Once the line with "selector is running." is found in the entries below, print it and each following line exactly, stopping after the line with "pub fn get(&mut"; print nothing else.

Stored data:
******************************

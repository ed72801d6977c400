//! Pack and unpack drivers.
//!
//! Both directions walk the schema in declaration order. Packing resolves each
//! field (running defaults) and appends its encoding; unpacking reads each
//! field at the cursor, asking count producers and selectors about the fields
//! decoded so far.

use std::sync::Arc;

use tracing::{debug, trace};

use crate::{
    compiled::{CompiledField, CompiledKind},
    errors::{ReadError, ResolveError, ValueError, WriteError},
    field::Count,
    record::Record,
    resolver::{Mode, Resolver},
    schema::Schema,
    value::Value,
    wire::ByteReader,
};

pub(crate) fn encode_record(record: &mut Record, out: &mut Vec<u8>) -> Result<(), WriteError> {
    let schema = Arc::clone(record.schema());
    let start = out.len();

    for (idx, field) in schema.fields.iter().enumerate() {
        let kind = {
            let mut resolver = Resolver::new(record, Mode::Encode);
            resolver.ensure(idx)?;
            resolver.kind_of(idx)?
        };

        trace!(field = %field.name, offset = out.len() - start, "encoding field");

        let value = record.values[idx]
            .as_mut()
            .ok_or_else(|| ResolveError::MissingValue(field.name.clone()))?;
        encode_value(field, &kind, value, out)?;
    }

    debug!(fields = schema.len(), len = out.len() - start, "packed record");

    Ok(())
}

fn encode_value(
    field: &CompiledField,
    kind: &CompiledKind,
    value: &mut Value,
    out: &mut Vec<u8>,
) -> Result<(), WriteError> {
    match (kind, value) {
        (CompiledKind::Scalar(scalar), value) => scalar.encode(&field.name, value, out),
        (CompiledKind::Sequence(element), Value::Array(values)) => {
            if let Some(Count::Fixed(expected)) = &field.count {
                if values.len() != *expected {
                    return Err(WriteError::CountMismatch {
                        field: field.name.clone(),
                        expected: *expected,
                        actual: values.len(),
                    });
                }
            }

            for v in values.iter() {
                element.encode(&field.name, v, out)?;
            }

            Ok(())
        }
        (CompiledKind::Record(schema), Value::Record(inner))
            if Arc::ptr_eq(schema, inner.schema()) =>
        {
            encode_record(inner, out)
        }
        (kind, _) => Err(WriteError::TypeMismatch {
            field: field.name.clone(),
            expected: kind.describe(),
        }),
    }
}

pub(crate) fn decode_record(
    schema: &Arc<Schema>,
    reader: &mut ByteReader<'_>,
) -> Result<Record, ReadError> {
    let mut record = Record::new(schema);

    for (idx, field) in schema.fields.iter().enumerate() {
        trace!(field = %field.name, offset = reader.position(), "decoding field");

        let value = {
            let mut resolver = Resolver::new(&mut record, Mode::Decode);
            decode_value(field, idx, &mut resolver, reader)?
        };
        record.values[idx] = Some(value);
    }

    Ok(record)
}

fn decode_value(
    field: &CompiledField,
    idx: usize,
    resolver: &mut Resolver<'_>,
    reader: &mut ByteReader<'_>,
) -> Result<Value, ReadError> {
    match resolver.kind_of(idx)? {
        CompiledKind::Scalar(scalar) => Ok(scalar.decode(reader.take(&field.name, scalar.width())?)),
        CompiledKind::Sequence(element) => {
            let count = resolver
                .element_count(idx)?
                .as_u64()
                .and_then(|c| usize::try_from(c).ok())
                .ok_or_else(|| ReadError::InvalidCount(field.name.clone()))?;

            let needed = count
                .checked_mul(element.width())
                .ok_or_else(|| ReadError::TruncatedInput {
                    field: field.name.clone(),
                    needed: usize::MAX,
                    remaining: reader.remaining(),
                })?;

            let bytes = reader.take(&field.name, needed)?;
            Ok(Value::Array(
                bytes
                    .chunks_exact(element.width())
                    .map(|chunk| element.decode(chunk))
                    .collect(),
            ))
        }
        CompiledKind::Record(inner) => Ok(Value::Record(decode_record(&inner, reader)?)),
        CompiledKind::Select(_) => Err(ResolveError::InvalidSelection(field.name.clone()).into()),
    }
}

/// Packed size of `record`, resolving defaults along the way.
pub(crate) fn record_len(record: &mut Record) -> Result<usize, ResolveError> {
    let mut total = 0;

    for idx in 0..record.schema().len() {
        total += Resolver::new(record, Mode::Encode).size_at(idx)?;
    }

    Ok(total)
}

/// Encoded length of one resolved value of the concrete `kind`.
pub(crate) fn encoded_len(
    kind: &CompiledKind,
    field: &str,
    value: &mut Value,
) -> Result<usize, ResolveError> {
    match (kind, value) {
        (CompiledKind::Scalar(scalar), _) => Ok(scalar.width()),
        (CompiledKind::Sequence(element), Value::Array(values)) => Ok(values.len() * element.width()),
        (CompiledKind::Record(_), Value::Record(inner)) => record_len(inner),
        (kind, _) => Err(ValueError::TypeMismatch {
            field: field.to_string(),
            expected: kind.describe(),
        }
        .into()),
    }
}
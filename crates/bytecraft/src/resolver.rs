//! Demand-driven resolution of field values.
//!
//! A [Resolver] walks producer chains recursively: resolving a field runs its
//! default producer, which may resolve further fields through the same
//! resolver. Fields currently being produced sit on a stack; asking for one of
//! them again is a [ResolveError::CyclicDependency] carrying the whole loop.
//! Resolved defaults are cached in the record so later reads and packs see the
//! same value.

use std::sync::Arc;

use tracing::{debug, trace};

use crate::{
    codec,
    compiled::CompiledKind,
    errors::ResolveError,
    field::Count,
    record::Record,
    schema::Schema,
    value::Value,
};

/// What a resolver is allowed to do with unset fields.
#[derive(Debug, Clone, Copy, PartialEq, Eq)]
pub enum Mode {
    /// Packing: unset fields run their default producer.
    Encode,
    /// Unpacking: only fields decoded so far can be read.
    Decode,
}

/// Resolves fields of one record on behalf of producers and the codec.
pub struct Resolver<'a> {
    record: &'a mut Record,
    mode: Mode,
    stack: Vec<usize>,
}

impl<'a> Resolver<'a> {
    pub(crate) fn new(record: &'a mut Record, mode: Mode) -> Self {
        Resolver {
            record,
            mode,
            stack: Vec::new(),
        }
    }

    pub fn mode(&self) -> Mode {
        self.mode
    }

    pub fn schema(&self) -> &Arc<Schema> {
        self.record.schema()
    }

    /// Name of the field whose producer or selector is running.
    pub fn current(&self) -> Option<&str> {
        self.stack
            .last()
            .map(|&idx| self.record.schema().fields[idx].name.as_str())
    }

    /// Resolves `name` and returns a copy of its value.
    pub fn get(&mut self, name: &str) -> Result<Value, ResolveError> {
        let idx = self.index_of(name)?;
        self.ensure(idx)?;
        self.value(idx).cloned()
    }

    /// Element count of `name` if it holds an array, otherwise its encoded size.
    pub fn count_of(&mut self, name: &str) -> Result<usize, ResolveError> {
        let idx = self.index_of(name)?;
        self.ensure(idx)?;

        if let Value::Array(values) = self.value(idx)? {
            return Ok(values.len());
        }

        self.encoded_len_at(idx)
    }

    /// Encoded byte length of `name`.
    pub fn size_of(&mut self, name: &str) -> Result<usize, ResolveError> {
        let idx = self.index_of(name)?;
        self.size_at(idx)
    }

    pub(crate) fn size_at(&mut self, idx: usize) -> Result<usize, ResolveError> {
        self.ensure(idx)?;
        self.encoded_len_at(idx)
    }

    /// Makes sure field `idx` holds a value, running its default producer if allowed.
    pub(crate) fn ensure(&mut self, idx: usize) -> Result<(), ResolveError> {
        if self.record.values[idx].is_some() {
            return Ok(());
        }

        let schema = Arc::clone(self.record.schema());
        let field = &schema.fields[idx];

        let producer = match (&field.default, self.mode) {
            (Some(producer), Mode::Encode) => producer,
            _ => return Err(ResolveError::MissingValue(field.name.clone())),
        };

        self.enter(idx)?;
        let produced = producer.produce(self);
        self.stack.pop();

        let value = field.conform_produced(produced?, schema.config().element_check)?;
        trace!(field = %field.name, "resolved default");
        self.record.values[idx] = Some(value);

        Ok(())
    }

    /// Concrete kind of field `idx`, running its selector for [CompiledKind::Select].
    pub(crate) fn kind_of(&mut self, idx: usize) -> Result<CompiledKind, ResolveError> {
        let schema = Arc::clone(self.record.schema());
        let field = &schema.fields[idx];

        let CompiledKind::Select(selector) = &field.kind else {
            return Ok(field.kind.clone());
        };

        self.enter(idx)?;
        let selected = selector.select(self);
        self.stack.pop();

        match CompiledKind::compile(&selected?, schema.config()) {
            CompiledKind::Select(_) => Err(ResolveError::InvalidSelection(field.name.clone())),
            kind => Ok(kind),
        }
    }

    /// Element count of field `idx` from its fixed count or count producer.
    pub(crate) fn element_count(&mut self, idx: usize) -> Result<Value, ResolveError> {
        let schema = Arc::clone(self.record.schema());
        let field = &schema.fields[idx];

        match &field.count {
            Some(Count::Fixed(n)) => Ok(Value::from(*n)),
            Some(Count::Counted(producer)) => {
                self.enter(idx)?;
                let count = producer.produce(self);
                self.stack.pop();
                count
            }
            None => Err(ResolveError::MissingCount(field.name.clone())),
        }
    }

    fn index_of(&self, name: &str) -> Result<usize, ResolveError> {
        self.record
            .schema()
            .index_of(name)
            .ok_or_else(|| ResolveError::UnknownField(name.to_string()))
    }

    fn value(&self, idx: usize) -> Result<&Value, ResolveError> {
        self.record.values[idx]
            .as_ref()
            .ok_or_else(|| ResolveError::MissingValue(self.record.schema().fields[idx].name.clone()))
    }

    fn encoded_len_at(&mut self, idx: usize) -> Result<usize, ResolveError> {
        let kind = self.kind_of(idx)?;
        let schema = Arc::clone(self.record.schema());
        let name = &schema.fields[idx].name;

        let value = self.record.values[idx]
            .as_mut()
            .ok_or_else(|| ResolveError::MissingValue(name.clone()))?;

        codec::encoded_len(&kind, name, value)
    }

    /// Pushes `idx` on the resolution stack, failing if it is already there.
    fn enter(&mut self, idx: usize) -> Result<(), ResolveError> {
        if let Some(pos) = self.stack.iter().position(|&i| i == idx) {
            let fields = &self.record.schema().fields;
            let cycle: Vec<String> = self.stack[pos..]
                .iter()
                .chain(std::iter::once(&idx))
                .map(|&i| fields[i].name.clone())
                .collect();

            debug!(cycle = ?cycle, "cyclic dependency");
            return Err(ResolveError::CyclicDependency(cycle));
        }

        self.stack.push(idx);
        Ok(())
    }
}

#[cfg(test)]
mod tests {
    use crate::{
        field::Field,
        producer::{Producer, constant, count_of, counted_by, size_of},
        types::Scalar,
    };

    use super::*;

    fn length_prefixed() -> Arc<Schema> {
        Arc::new(
            Schema::compile(&[
                Field::scalar("len", Scalar::U8).with_default(count_of("data")),
                Field::sequence("data", Scalar::U16).with_count(counted_by("len")),
            ])
            .unwrap(),
        )
    }

    #[test]
    fn test_explicit_value_wins() {
        let schema = length_prefixed();
        let mut record = schema.record();
        record.set("len", 9u8).unwrap();
        record.set("data", Value::array([1u16, 2])).unwrap();

        let mut resolver = Resolver::new(&mut record, Mode::Encode);
        assert_eq!(resolver.get("len").unwrap(), Value::U64(9));
    }

    #[test]
    fn test_default_is_cached() {
        let schema = length_prefixed();
        let mut record = schema.record();
        record.set("data", Value::array([1u16, 2, 3])).unwrap();

        let mut resolver = Resolver::new(&mut record, Mode::Encode);
        assert_eq!(resolver.get("len").unwrap(), Value::U64(3));
        assert_eq!(record.get("len"), Some(&Value::U64(3)));
    }

    #[test]
    fn test_size_of_sequence() {
        let schema = length_prefixed();
        let mut record = schema.record();
        record.set("data", Value::array([1u16, 2, 3])).unwrap();

        let mut resolver = Resolver::new(&mut record, Mode::Encode);
        assert_eq!(resolver.size_of("data").unwrap(), 6);
        assert_eq!(resolver.count_of("data").unwrap(), 3);
        assert_eq!(resolver.count_of("len").unwrap(), 1);
    }

    #[test]
    fn test_missing_value() {
        let schema = length_prefixed();
        let mut record = schema.record();

        let mut resolver = Resolver::new(&mut record, Mode::Encode);
        assert_eq!(
            resolver.get("len").unwrap_err(),
            ResolveError::MissingValue("data".to_string())
        );
        assert!(!record.is_set("len"));
    }

    #[test]
    fn test_decode_mode_skips_defaults() {
        let schema = Arc::new(
            Schema::compile(&[Field::scalar("version", Scalar::U8).with_default(constant(1u8))])
                .unwrap(),
        );
        let mut record = schema.record();

        let mut resolver = Resolver::new(&mut record, Mode::Decode);
        assert_eq!(
            resolver.get("version").unwrap_err(),
            ResolveError::MissingValue("version".to_string())
        );

        let mut resolver = Resolver::new(&mut record, Mode::Encode);
        assert_eq!(resolver.get("version").unwrap(), Value::U64(1));
    }

    #[test]
    fn test_two_field_cycle() {
        let schema = Arc::new(
            Schema::compile(&[
                Field::scalar("a", Scalar::U8).with_default(size_of("b")),
                Field::scalar("b", Scalar::U8).with_default(Producer::new(|r| r.get("a"))),
            ])
            .unwrap(),
        );
        let mut record = schema.record();

        let mut resolver = Resolver::new(&mut record, Mode::Encode);
        assert_eq!(
            resolver.get("a").unwrap_err(),
            ResolveError::CyclicDependency(vec!["a".to_string(), "b".to_string(), "a".to_string()])
        );
        assert!(resolver.stack.is_empty());
    }

    #[test]
    fn test_self_cycle() {
        let schema = Arc::new(
            Schema::compile(&[Field::scalar("a", Scalar::U8).with_default(count_of("a"))]).unwrap(),
        );
        let mut record = schema.record();

        let mut resolver = Resolver::new(&mut record, Mode::Encode);
        assert_eq!(
            resolver.get("a").unwrap_err(),
            ResolveError::CyclicDependency(vec!["a".to_string(), "a".to_string()])
        );
    }

    #[test]
    fn test_unknown_field() {
        let schema = length_prefixed();
        let mut record = schema.record();

        let mut resolver = Resolver::new(&mut record, Mode::Encode);
        assert_eq!(
            resolver.get("nope").unwrap_err(),
            ResolveError::UnknownField("nope".to_string())
        );
    }

    #[test]
    fn test_produced_value_shape_checked() {
        let schema = Arc::new(
            Schema::compile(&[Field::scalar("a", Scalar::U8).with_default(constant(vec![1u8]))])
                .unwrap(),
        );
        let mut record = schema.record();

        let mut resolver = Resolver::new(&mut record, Mode::Encode);
        assert!(matches!(
            resolver.get("a").unwrap_err(),
            ResolveError::Value(crate::errors::ValueError::TypeMismatch { .. })
        ));
    }

    #[test]
    fn test_current_reports_running_field() {
        let schema = Arc::new(
            Schema::compile(&[Field::scalar("a", Scalar::U8).with_default(Producer::new(|r| {
                assert_eq!(r.current(), Some("a"));
                Ok(Value::U64(1))
            }))])
            .unwrap(),
        );
        let mut record = schema.record();

        let mut resolver = Resolver::new(&mut record, Mode::Encode);
        assert_eq!(resolver.current(), None);
        assert_eq!(resolver.get("a").unwrap(), Value::U64(1));
    }
}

******************************

RESULT:
    /// Name of the field whose producer or selector is running.
    pub fn current(&self) -> Option<&str> {
        self.stack
            .last()
            .map(|&idx| self.record.schema().fields[idx].name.as_str())
    }

    /// Resolves `name` and returns a copy of its value.
    pub fn get(&mut self, name: &str) -> Result<Value, ResolveError> {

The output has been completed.